黒服「……そろそろ膝から降りてくれませんか?」

 

ホシノ「えぇー?…じゃあ質問に答えてくれたら降りるよぉ」

 

黒服「分かってますよ。セリカの事でしょう?」

 

ホシノ「せいか〜い。先生はセリカちゃんが放課後に早く帰っちゃう理由を知ってるんだよね?」

 

黒服「はい。ですが本人から口止めをされているので詳細はお話出来ません」

 

ホシノ「………」

 

黒服「……せっかくですから夕食にでも行きましょうか。柴関ラーメンに新しい看板娘が誕生したとの事でお安くなっていますので」

 

ホシノ「!!そっかぁ…なるほどねぇ。後でセリカちゃんに怒られちゃうかもよ、先生?」

 

黒服「ククッ…何の事でしょう?私はホシノを夕食に誘っただけですので」

 

ホシノ「先生は悪い大人だなぁ…」

 

黒服「私はずっと悪い大人ですよ。貴女と出会った時から変わらず」

 

ホシノ「それもそうだねぇ。……外が暗くなってきちゃったしそろそろ後輩ちゃんに会いに行こっか」

 

黒服「そうしましょう」

 

この後顔を真っ赤にして接客するセリカを見て嬉しそうな表情をするホシノと案の定山盛りで提供されたラーメンを食べた。

 

おまけ 黒服流のシロコ抑制術

 

黒服「シロコ、このポスターの件で話があります」

 

シロコ「ん、バイト募集の紙。
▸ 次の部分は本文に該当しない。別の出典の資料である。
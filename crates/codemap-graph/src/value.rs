//! Dynamically-shaped query result values.

use std::collections::BTreeMap;

use serde::{Serialize, Serializer};
use serde_json::Value;

use crate::statement::Properties;

/// A node as returned by the graph store.
#[derive(Debug, Clone, PartialEq)]
pub struct NodeValue {
    /// The store's stable identity for this node.
    pub element_id: String,
    pub labels: Vec<String>,
    pub properties: Properties,
}

/// A relationship as returned by the graph store.
#[derive(Debug, Clone, PartialEq)]
pub struct RelationshipValue {
    pub element_id: String,
    pub rel_type: String,
    pub start_id: String,
    pub end_id: String,
    pub properties: Properties,
}

/// One value in a result row.
#[derive(Debug, Clone, PartialEq)]
pub enum GraphValue {
    Node(NodeValue),
    Relationship(RelationshipValue),
    List(Vec<GraphValue>),
    Map(BTreeMap<String, GraphValue>),
    Scalar(Value),
}

/// One result row: return-column name to value.
pub type Record = BTreeMap<String, GraphValue>;

impl GraphValue {
    pub fn null() -> Self {
        GraphValue::Scalar(Value::Null)
    }

    /// The string inside a scalar, if any.
    pub fn as_str(&self) -> Option<&str> {
        match self {
            GraphValue::Scalar(Value::String(s)) => Some(s),
            _ => None,
        }
    }

    pub fn as_i64(&self) -> Option<i64> {
        match self {
            GraphValue::Scalar(value) => value.as_i64(),
            _ => None,
        }
    }

    pub fn as_bool(&self) -> Option<bool> {
        match self {
            GraphValue::Scalar(Value::Bool(b)) => Some(*b),
            _ => None,
        }
    }

    /// Whether this value, or anything nested in it, is a node or relationship.
    pub fn contains_graph_element(&self) -> bool {
        match self {
            GraphValue::Node(_) | GraphValue::Relationship(_) => true,
            GraphValue::List(items) => items.iter().any(GraphValue::contains_graph_element),
            GraphValue::Map(entries) => entries.values().any(GraphValue::contains_graph_element),
            GraphValue::Scalar(_) => false,
        }
    }

    /// Plain JSON rendering used for tabular output.
    pub fn to_json(&self) -> Value {
        match self {
            GraphValue::Node(node) => serde_json::json!({
                "element_id": node.element_id,
                "labels": node.labels,
                "properties": node.properties,
            }),
            GraphValue::Relationship(rel) => serde_json::json!({
                "element_id": rel.element_id,
                "type": rel.rel_type,
                "start_id": rel.start_id,
                "end_id": rel.end_id,
                "properties": rel.properties,
            }),
            GraphValue::List(items) => Value::Array(items.iter().map(GraphValue::to_json).collect()),
            GraphValue::Map(entries) => {
                Value::Object(entries.iter().map(|(k, v)| (k.clone(), v.to_json())).collect())
            }
            GraphValue::Scalar(value) => value.clone(),
        }
    }
}

impl From<Value> for GraphValue {
    fn from(value: Value) -> Self {
        GraphValue::Scalar(value)
    }
}

impl From<&str> for GraphValue {
    fn from(value: &str) -> Self {
        GraphValue::Scalar(Value::String(value.to_string()))
    }
}

impl Serialize for GraphValue {
    fn serialize<S: Serializer>(&self, serializer: S) -> Result<S::Ok, S::Error> {
        self.to_json().serialize(serializer)
    }
}

/// Read an integer column from a record, defaulting to zero.
pub fn record_i64(record: &Record, column: &str) -> i64 {
    record.get(column).and_then(GraphValue::as_i64).unwrap_or_default()
}

/// Read a string column from a record.
pub fn record_str<'a>(record: &'a Record, column: &str) -> Option<&'a str> {
    record.get(column).and_then(GraphValue::as_str)
}

#[cfg(test)]
mod tests {
    use super::*;
    use serde_json::json;

    fn node(id: &str) -> GraphValue {
        GraphValue::Node(NodeValue {
            element_id: id.to_string(),
            labels: vec!["Function".to_string()],
            properties: Properties::new(),
        })
    }

    #[test]
    fn test_nested_graph_element_detection() {
        assert!(node("1").contains_graph_element());
        assert!(!GraphValue::from(json!(3)).contains_graph_element());

        let nested = GraphValue::List(vec![GraphValue::Map(BTreeMap::from([
            ("node".to_string(), node("7")),
            ("relationship".to_string(), GraphValue::null()),
        ]))]);
        assert!(nested.contains_graph_element());

        let scalars = GraphValue::List(vec![GraphValue::from("a"), GraphValue::null()]);
        assert!(!scalars.contains_graph_element());
    }

    #[test]
    fn test_serializes_as_plain_json() {
        let row: Record = BTreeMap::from([
            ("nodeType".to_string(), GraphValue::from("Function")),
            ("count".to_string(), GraphValue::from(json!(12))),
        ]);
        let rendered = serde_json::to_value(&row).unwrap();
        assert_eq!(rendered, json!({"count": 12, "nodeType": "Function"}));
    }

    #[test]
    fn test_record_str() {
        let row: Record = BTreeMap::from([("path".to_string(), GraphValue::from("a.js"))]);
        assert_eq!(record_str(&row, "path"), Some("a.js"));
        assert_eq!(record_str(&row, "missing"), None);
    }
}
成功したら報酬山分けのホワイトだよ」

 

黒服「内容が極悪ですよ。銀行強盗のバイトなんて誰が参加するんですか。……貴女のここ数日で起こした被害があまりにも多すぎるので一度喝を入れさせていただきます」

 

シロコ「ん、体罰ダメ。生徒の安全は守るべき」

 

黒服「流行語大賞」

 

シロコ「!?」

 

黒服「拍手0人」

 

シロコ「………」ブルフル

 

黒服「あっち向いてホ…」

 

シロコ「私が悪かった。ごめんなさい」

 

黒服「分かれば良いのです。だからその土下座はやめなさい」

 

シロコ「せめて私が参加者になれていれば…」

 

黒服「何の後悔ですか」




私事ではありますがお気に入り登録を100件以上いただけてとても有難い限りです。共同制作した友人と一緒になって喜びました。